My Bright Abyss is a book that meanders.  It's very personal, at times bright and at others dark.  It critiques itself, argues with itself, circles around a concept before really exploring it.  It's not a hard read, but neither is it an easy read.  I needed a dictionary at times, but not excessively (and that's okay because I like learning new words).  I have to confess that I didn't get 95% of the poetry.  Reading poetry is actually work.  I think it's supposed to be.  Who knew?

The book is a really a series of individual meditations, not wholly connected to one another, but also not wholly disconnected.  It's the type of book that you could open to any page, slowly digesting a few paragraphs.  There is something being said that, while it fits into the overall meditation, can also stand on it's own as something to be heard and slowly digested.

Wiman himself describes My Bright Abyss as “very much a mosaic, not a continuous argument or narrative.”  

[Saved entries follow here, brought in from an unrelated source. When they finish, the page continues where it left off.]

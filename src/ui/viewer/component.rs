// SPDX-License-Identifier: MPL-2.0
//! Viewer component encapsulating calendar state and update logic.
//!
//! The component owns the sub-components (navigation, flip, zoom, pointer,
//! loading) and the decoded image cache. It never performs I/O: downloads,
//! clipboard writes and URL opening are returned as [`Effect`]s for the
//! application to run.

use crate::calendar::{CalendarPosition, Catalog, MonthDescriptor};
use crate::config::Config;
use crate::error::Error;
use crate::i18n::I18n;
use crate::media::cache::DEFAULT_MAX_IMAGES;
use crate::media::fetch::failure_message_key;
use crate::media::{CacheConfig, CacheStats, ImageCache, ImageData};
use crate::ui::state::GestureEvent;
use crate::ui::theming::{ColorScheme, ThemeMode};
use crate::ui::viewer::subcomponents::{flip, loading, navigation, pointer, zoom};
use crate::ui::viewer::{self, controls, header, info_panel, pane, year_picker};
use iced::keyboard::{self, key::Named, Key};
use iced::{event, window, Element};
use std::collections::{HashMap, HashSet};
use std::time::Instant;

/// Which floating panel covers the page.
#[derive(Debug, Clone, Copy, PartialEq, Eq, Default)]
pub enum Overlay {
    #[default]
    None,
    YearPicker,
    Info,
}

/// Messages emitted by viewer-related widgets.
#[derive(Debug, Clone)]
pub enum Message {
    NavigateNext,
    NavigatePrevious,
    GoToToday,
    SelectYear(i32),
    ToggleYearPicker,
    ToggleInfo,
    CloseOverlay,
    Flip,
    ZoomIn,
    ZoomOut,
    ResetZoom,
    /// Touch or mouse input captured by the page canvas.
    Pointer(pointer::Message),
    /// Keyboard and window events forwarded by the application.
    RawEvent {
        window: window::Id,
        event: event::Event,
    },
    Tick(Instant),
    ImageLoaded {
        url: String,
        result: Result<ImageData, Error>,
    },
    CallPhone(&'static str),
    CopyPhone(&'static str),
    SetLanguage(String),
    SetTheme(ThemeMode),
}

/// Side effects the application should perform after handling a viewer message.
#[derive(Debug, Clone, PartialEq, Eq)]
pub enum Effect {
    None,
    /// Download these images and report back with [`Message::ImageLoaded`].
    FetchImages(Vec<String>),
    CopyToClipboard(String),
    /// Open a URL (a `tel:` link) with the platform handler.
    OpenUrl(String),
    ChangeLanguage(String),
    ChangeTheme(ThemeMode),
}

/// Start-up settings for the viewer.
#[derive(Debug, Clone)]
pub struct StateConfig {
    pub catalog: Catalog,
    pub start: CalendarPosition,
    pub zoom_step: f32,
    pub wheel_zoom_step: f32,
    pub double_tap_scale: f32,
    pub cache: CacheConfig,
    pub prefetch_adjacent: bool,
}

impl StateConfig {
    /// Derives viewer settings from the user configuration. `year` overrides
    /// the start year while keeping today's month; a year without artwork
    /// falls back to the catalog's fallback year.
    #[must_use]
    pub fn from_config(config: &Config, year: Option<i32>) -> Self {
        let catalog = config.catalog();
        let today = CalendarPosition::today(&catalog);
        let start = match year {
            Some(year) => CalendarPosition::new(catalog.resolve_year(year), today.month_index),
            None => today,
        };

        Self {
            catalog,
            start,
            zoom_step: config.zoom_step(),
            wheel_zoom_step: config.wheel_zoom_step(),
            double_tap_scale: config.double_tap_scale(),
            cache: CacheConfig::new(config.cache_size_bytes(), DEFAULT_MAX_IMAGES),
            prefetch_adjacent: config.prefetch_adjacent(),
        }
    }
}

impl Default for StateConfig {
    fn default() -> Self {
        Self::from_config(&Config::default(), None)
    }
}

/// Environment information required to render the viewer.
pub struct ViewEnv<'a> {
    pub i18n: &'a I18n,
    pub theme_mode: ThemeMode,
    /// Colors of the resolved theme.
    pub colors: &'a ColorScheme,
}

/// Complete viewer component state.
pub struct State {
    catalog: Catalog,
    /// Pages of the year currently on screen.
    pages: Vec<MonthDescriptor>,
    pages_year: i32,
    navigation: navigation::State,
    flip: flip::State,
    zoom: zoom::State,
    pointer: pointer::State,
    loading: loading::State,
    overlay: Overlay,
    images: ImageCache,
    /// Images of the shown page that the cache refused (over its per-image budget).
    oversized: HashMap<String, ImageData>,
    in_flight: HashSet<String>,
    prefetch_adjacent: bool,
    /// Instant of the last handled message; drives the drawn animation frame.
    now: Instant,
}

impl std::fmt::Debug for State {
    fn fmt(&self, f: &mut std::fmt::Formatter<'_>) -> std::fmt::Result {
        f.debug_struct("State")
            .field("position", &self.position())
            .field("is_flipped", &self.flip.is_flipped())
            .field("overlay", &self.overlay)
            .field("in_flight", &self.in_flight.len())
            .field("cache", &self.images.stats())
            .finish()
    }
}
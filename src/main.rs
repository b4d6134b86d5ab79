// SPDX-License-Identifier: MPL-2.0
use tithi_lens::app::{self, paths, Flags};
use tracing_subscriber::EnvFilter;

const HELP: &str = "\
Usage: tithi_lens [OPTIONS]

Options:
  --lang <CODE>        Interface language (en-US, hi)
  --year <YYYY>        Open this year instead of the current one
  --config-dir <DIR>   Directory holding settings.toml
  -h, --help           Print this help
";

fn main() -> iced::Result {
    tracing_subscriber::fmt()
        .with_env_filter(EnvFilter::try_from_default_env().unwrap_or_else(|_| EnvFilter::new("info")))
        .init();

    let mut args = pico_args::Arguments::from_env();
    if args.contains(["-h", "--help"]) {
        print!("{HELP}");
        return Ok(());
    }

    let flags = Flags {
        lang: args.opt_value_from_str("--lang").unwrap_or_else(|err| {
            tracing::warn!(%err, "Ignoring --lang");
            None
        }),
        year: args.opt_value_from_str("--year").unwrap_or_else(|err| {
            tracing::warn!(%err, "Ignoring --year");
            None
        }),
        config_dir: args.opt_value_from_str("--config-dir").unwrap_or_else(|err| {
            tracing::warn!(%err, "Ignoring --config-dir");
            None
        }),
    };

    let remaining = args.finish();
    if !remaining.is_empty() {
        tracing::warn!(?remaining, "Ignoring unexpected arguments");
    }

    paths::set_cli_config_dir(flags.config_dir.clone());
    app::run(flags)
}
// SPDX-License-Identifier: MPL-2.0
//! Shared widget styles.

pub mod button;
pub mod container;
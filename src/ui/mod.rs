// SPDX-License-Identifier: MPL-2.0
//! User interface components and state management.
//!
//! This module organizes all UI-related code following a component-based architecture
//! with the Elm-style "state down, messages up" pattern.
//!
//! # Screens
//!
//! - [`viewer`] - Calendar page viewer with header, year picker and info panel
//!
//! # Shared Infrastructure
//!
//! - [`state`] - Gesture state machine, zoom scale and viewport clamping
//! - [`animation`] - Tweens, easing curves and springs
//! - [`widgets`] - Custom Iced widgets (spinner, calendar canvas)
//! - [`styles`] - Centralized styling (buttons, containers)
//! - [`design_tokens`] - Design system constants (colors, spacing, sizing)
//! - [`theming`] - Light/Dark/System theme mode management
//! - [`notifications`] - Toast notification system for user feedback

pub mod animation;
pub mod design_tokens;
pub mod notifications;
pub mod state;
pub mod styles;
pub mod theming;
pub mod viewer;
pub mod widgets;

Ultimately I wouldn't know how to write about this book other than to quote it.  What he says, he says better than I could ever hope to say it, in a mere fraction of the words that I'd need to use if I could say it.  I've long loved the image of a mosaic - tiny rocks or fragments of glass (or photos in the case of a photomosaic) combined to form something larger.  You have to step back to be able to see the larger picture, how the smaller pieces have been arranged and how they connect.  In that sense, it seems to reflect life pretty well.